//! Backing memory for pools hosted by a single process.
//!
//! The pool core only ever references caller-managed memory; this module
//! supplies that memory when the caller is a test, a demo, or an embedder
//! that does not attach a named OS segment. Native targets prefer anonymous
//! `mmap` regions (page aligned, the closest stand-in for a mapped shared
//! segment); when the mapping cannot honor the requested alignment the
//! allocation falls back to the heap with an explicit [`Layout`]. The unsafe
//! surface stays inside this module.

use crate::error::{PoolError, PoolResult};
use std::alloc::{alloc, alloc_zeroed, dealloc, Layout};
use std::ptr::{self, NonNull};

/// Specifies how memory in a [`SharedRegion`] should be initialised.
#[derive(Clone, Copy, Debug)]
pub enum RegionInit {
    /// Zero the entire region after allocation.
    Zeroed,
    /// Leave the region uninitialised.
    Uninitialized,
}

#[derive(Debug)]
enum Backing {
    #[cfg(not(target_arch = "wasm32"))]
    Mapped(memmap2::MmapMut),
    Heap {
        ptr: NonNull<u8>,
        layout: Layout,
    },
}

impl Backing {
    fn as_ptr(&self) -> *const u8 {
        match self {
            #[cfg(not(target_arch = "wasm32"))]
            Backing::Mapped(map) => map.as_ptr(),
            Backing::Heap { ptr, .. } => ptr.as_ptr(),
        }
    }

    fn as_mut_ptr(&mut self) -> *mut u8 {
        match self {
            #[cfg(not(target_arch = "wasm32"))]
            Backing::Mapped(map) => map.as_mut_ptr(),
            Backing::Heap { ptr, .. } => ptr.as_ptr(),
        }
    }
}

/// Contiguous, aligned memory that can host a pool's control block, offsets
/// array, and optional payload block.
///
/// The region's base address is stable for its whole lifetime; handles carved
/// out of it stay valid until the region is dropped.
#[derive(Debug)]
pub struct SharedRegion {
    len: usize,
    alignment: usize,
    backing: Backing,
}

impl SharedRegion {
    /// Allocates a new region of `len` bytes aligned to `alignment`.
    ///
    /// `len` must be nonzero and `alignment` a nonzero power of two.
    pub fn new_aligned(len: usize, alignment: usize, init: RegionInit) -> PoolResult<Self> {
        if len == 0 || alignment == 0 || !alignment.is_power_of_two() {
            return Err(PoolError::AllocationFailed {
                size: len,
                alignment,
            });
        }

        #[cfg(not(target_arch = "wasm32"))]
        {
            if let Some(backing) = Self::mapped(len, alignment, init)? {
                return Ok(Self {
                    len,
                    alignment,
                    backing,
                });
            }
        }

        Self::heap(len, alignment, init)
    }

    fn heap(len: usize, alignment: usize, init: RegionInit) -> PoolResult<Self> {
        let layout =
            Layout::from_size_align(len, alignment).map_err(|_| PoolError::AllocationFailed {
                size: len,
                alignment,
            })?;

        // SAFETY: `new_aligned` rejected zero-sized requests, so `layout`
        // has nonzero size and a valid alignment.
        let ptr = unsafe {
            match init {
                RegionInit::Zeroed => alloc_zeroed(layout),
                RegionInit::Uninitialized => alloc(layout),
            }
        };

        let ptr = NonNull::new(ptr).ok_or(PoolError::AllocationFailed {
            size: len,
            alignment,
        })?;
        Ok(Self {
            len,
            alignment,
            backing: Backing::Heap { ptr, layout },
        })
    }

    #[cfg(not(target_arch = "wasm32"))]
    fn mapped(len: usize, alignment: usize, init: RegionInit) -> PoolResult<Option<Backing>> {
        let mut map = memmap2::MmapOptions::new()
            .len(len)
            .map_anon()
            .map_err(|_| PoolError::AllocationFailed {
                size: len,
                alignment,
            })?;

        let ptr = map.as_mut_ptr();
        if ptr as usize % alignment != 0 {
            return Ok(None);
        }

        if matches!(init, RegionInit::Zeroed) {
            // SAFETY: the anonymous mapping exposes `len` writable bytes.
            unsafe { ptr::write_bytes(ptr, 0, len) };
        }

        Ok(Some(Backing::Mapped(map)))
    }

    /// Total number of bytes managed by this region.
    pub fn len(&self) -> usize {
        self.len
    }

    /// Returns true when the region has zero length.
    pub fn is_empty(&self) -> bool {
        self.len == 0
    }

    /// Returns the alignment the region was requested with.
    pub fn alignment(&self) -> usize {
        self.alignment
    }

    /// Borrow the region as a const pointer.
    pub fn as_ptr(&self) -> *const u8 {
        self.backing.as_ptr()
    }

    /// Borrow the region as a mut pointer.
    pub fn as_mut_ptr(&mut self) -> *mut u8 {
        self.backing.as_mut_ptr()
    }

    /// View the full region as an immutable slice.
    pub fn as_slice(&self) -> &[u8] {
        // SAFETY: the backing holds `len` initialised-or-uninit bytes owned
        // by this region; the borrow is tied to `&self`.
        unsafe { std::slice::from_raw_parts(self.as_ptr(), self.len) }
    }

    /// View the full region as a mutable slice.
    pub fn as_mut_slice(&mut self) -> &mut [u8] {
        // SAFETY: same bounds as `as_slice`, with exclusivity from `&mut self`.
        unsafe { std::slice::from_raw_parts_mut(self.as_mut_ptr(), self.len) }
    }
}

impl Drop for SharedRegion {
    fn drop(&mut self) {
        if let Backing::Heap { ptr, layout } = &self.backing {
            // SAFETY: the pointer was produced by `alloc`/`alloc_zeroed` with
            // this exact layout and has not been freed before.
            unsafe { dealloc(ptr.as_ptr(), *layout) };
        }
    }
}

....................

WHAT NEEDS TO BE DONE. Reproduce exactly the lines from the beginning of the entries above up to and including the line that contains "a mapped shared".

TASK ANSWER.
//! Backing memory for pools hosted by a single process.
//!
//! The pool core only ever references caller-managed memory; this module
//! supplies that memory when the caller is a test, a demo, or an embedder
//! that does not attach a named OS segment. Native targets prefer anonymous
//! `mmap` regions (page aligned, the closest stand-in for a mapped shared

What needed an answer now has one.